Work to complete ->
However many lines the data holds, transcribe them all exactly.

++++ Extracted entries

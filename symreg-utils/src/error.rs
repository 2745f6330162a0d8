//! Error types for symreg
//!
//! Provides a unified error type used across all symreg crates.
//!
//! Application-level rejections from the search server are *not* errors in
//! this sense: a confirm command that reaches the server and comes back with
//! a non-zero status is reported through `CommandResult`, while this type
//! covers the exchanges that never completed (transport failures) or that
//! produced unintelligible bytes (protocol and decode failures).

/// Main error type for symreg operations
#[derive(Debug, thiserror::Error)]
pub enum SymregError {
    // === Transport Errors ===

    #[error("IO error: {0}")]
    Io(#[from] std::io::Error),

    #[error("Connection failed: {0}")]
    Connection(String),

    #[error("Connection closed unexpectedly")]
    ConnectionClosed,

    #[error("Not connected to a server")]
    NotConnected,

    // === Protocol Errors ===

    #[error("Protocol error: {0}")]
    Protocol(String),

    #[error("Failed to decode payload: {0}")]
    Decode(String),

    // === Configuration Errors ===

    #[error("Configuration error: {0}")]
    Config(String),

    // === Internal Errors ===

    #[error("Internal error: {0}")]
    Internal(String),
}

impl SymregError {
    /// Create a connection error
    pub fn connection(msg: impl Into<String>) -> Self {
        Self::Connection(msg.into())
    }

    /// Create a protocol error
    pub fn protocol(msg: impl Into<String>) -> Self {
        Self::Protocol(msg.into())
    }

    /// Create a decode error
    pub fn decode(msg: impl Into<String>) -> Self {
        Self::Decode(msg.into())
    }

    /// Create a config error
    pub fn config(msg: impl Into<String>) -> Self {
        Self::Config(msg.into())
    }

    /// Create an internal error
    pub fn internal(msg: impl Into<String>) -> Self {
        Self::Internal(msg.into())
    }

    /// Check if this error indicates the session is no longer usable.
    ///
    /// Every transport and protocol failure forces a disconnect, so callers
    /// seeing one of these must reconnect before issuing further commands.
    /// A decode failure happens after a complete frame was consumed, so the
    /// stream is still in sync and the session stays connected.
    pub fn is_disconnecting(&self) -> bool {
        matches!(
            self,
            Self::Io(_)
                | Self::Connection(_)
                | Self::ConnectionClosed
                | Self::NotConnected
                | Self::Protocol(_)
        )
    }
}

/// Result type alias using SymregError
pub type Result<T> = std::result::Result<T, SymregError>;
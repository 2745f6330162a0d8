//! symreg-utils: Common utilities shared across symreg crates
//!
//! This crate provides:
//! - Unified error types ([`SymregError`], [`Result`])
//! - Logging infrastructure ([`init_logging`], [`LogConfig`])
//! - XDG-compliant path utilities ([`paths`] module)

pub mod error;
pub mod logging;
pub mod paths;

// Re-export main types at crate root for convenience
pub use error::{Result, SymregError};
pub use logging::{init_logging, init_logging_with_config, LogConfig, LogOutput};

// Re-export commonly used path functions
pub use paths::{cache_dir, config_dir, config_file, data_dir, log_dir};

++++++++

Exercise output ->
filename symreg-utils/src/error.rs
repository 2745f6330162a0d8
//! Error types for symreg
//!
//! Provides a unified error type used across all symreg crates.
//!
//! Application-level rejections from the search server are *not* errors in
//! this sense: a confirm command that reaches the server and comes back with
//! a non-zero status is reported through `CommandResult`, while this type
//! covers the exchanges that never completed (transport failures) or that
//! produced unintelligible bytes (protocol and decode failures).

/// Main error type for symreg operations
#[derive(Debug, thiserror::Error)]
pub enum SymregError {
    // === Transport Errors ===

    #[error("IO error: {0}")]
    Io(#[from] std::io::Error),

    #[error("Connection failed: {0}")]
    Connection(String),

    #[error("Connection closed unexpectedly")]
    ConnectionClosed,

    #[error("Not connected to a server")]
    NotConnected,

    // === Protocol Errors ===

    #[error("Protocol error: {0}")]
    Protocol(String),

    #[error("Failed to decode payload: {0}")]
    Decode(String),

    // === Configuration Errors ===

    #[error("Configuration error: {0}")]
    Config(String),

    // === Internal Errors ===

    #[error("Internal error: {0}")]
    Internal(String),
}

impl SymregError {
    /// Create a connection error
    pub fn connection(msg: impl Into<String>) -> Self {
        Self::Connection(msg.into())
    }

    /// Create a protocol error
    pub fn protocol(msg: impl Into<String>) -> Self {
        Self::Protocol(msg.into())
    }

    /// Create a decode error
    pub fn decode(msg: impl Into<String>) -> Self {
        Self::Decode(msg.into())
    }

    /// Create a config error
    pub fn config(msg: impl Into<String>) -> Self {
        Self::Config(msg.into())
    }

    /// Create an internal error
    pub fn internal(msg: impl Into<String>) -> Self {
        Self::Internal(msg.into())
    }

    /// Check if this error indicates the session is no longer usable.
    ///
    /// Every transport and protocol failure forces a disconnect, so callers
    /// seeing one of these must reconnect before issuing further commands.
    /// A decode failure happens after a complete frame was consumed, so the
    /// stream is still in sync and the session stays connected.
    pub fn is_disconnecting(&self) -> bool {
        matches!(
            self,
            Self::Io(_)
                | Self::Connection(_)
                | Self::ConnectionClosed
                | Self::NotConnected
                | Self::Protocol(_)
        )
    }
}

/// Result type alias using SymregError
pub type Result<T> = std::result::Result<T, SymregError>;
repository 2745f6330162a0d8
//! symreg-utils: Common utilities shared across symreg crates
//!
//! This crate provides:
//! - Unified error types ([`SymregError`], [`Result`])
//! - Logging infrastructure ([`init_logging`], [`LogConfig`])
//! - XDG-compliant path utilities ([`paths`] module)

pub mod error;
pub mod logging;
pub mod paths;

// Re-export main types at crate root for convenience
pub use error::{Result, SymregError};
pub use logging::{init_logging, init_logging_with_config, LogConfig, LogOutput};

// Re-export commonly used path functions
pub use paths::{cache_dir, config_dir, config_file, data_dir, log_dir};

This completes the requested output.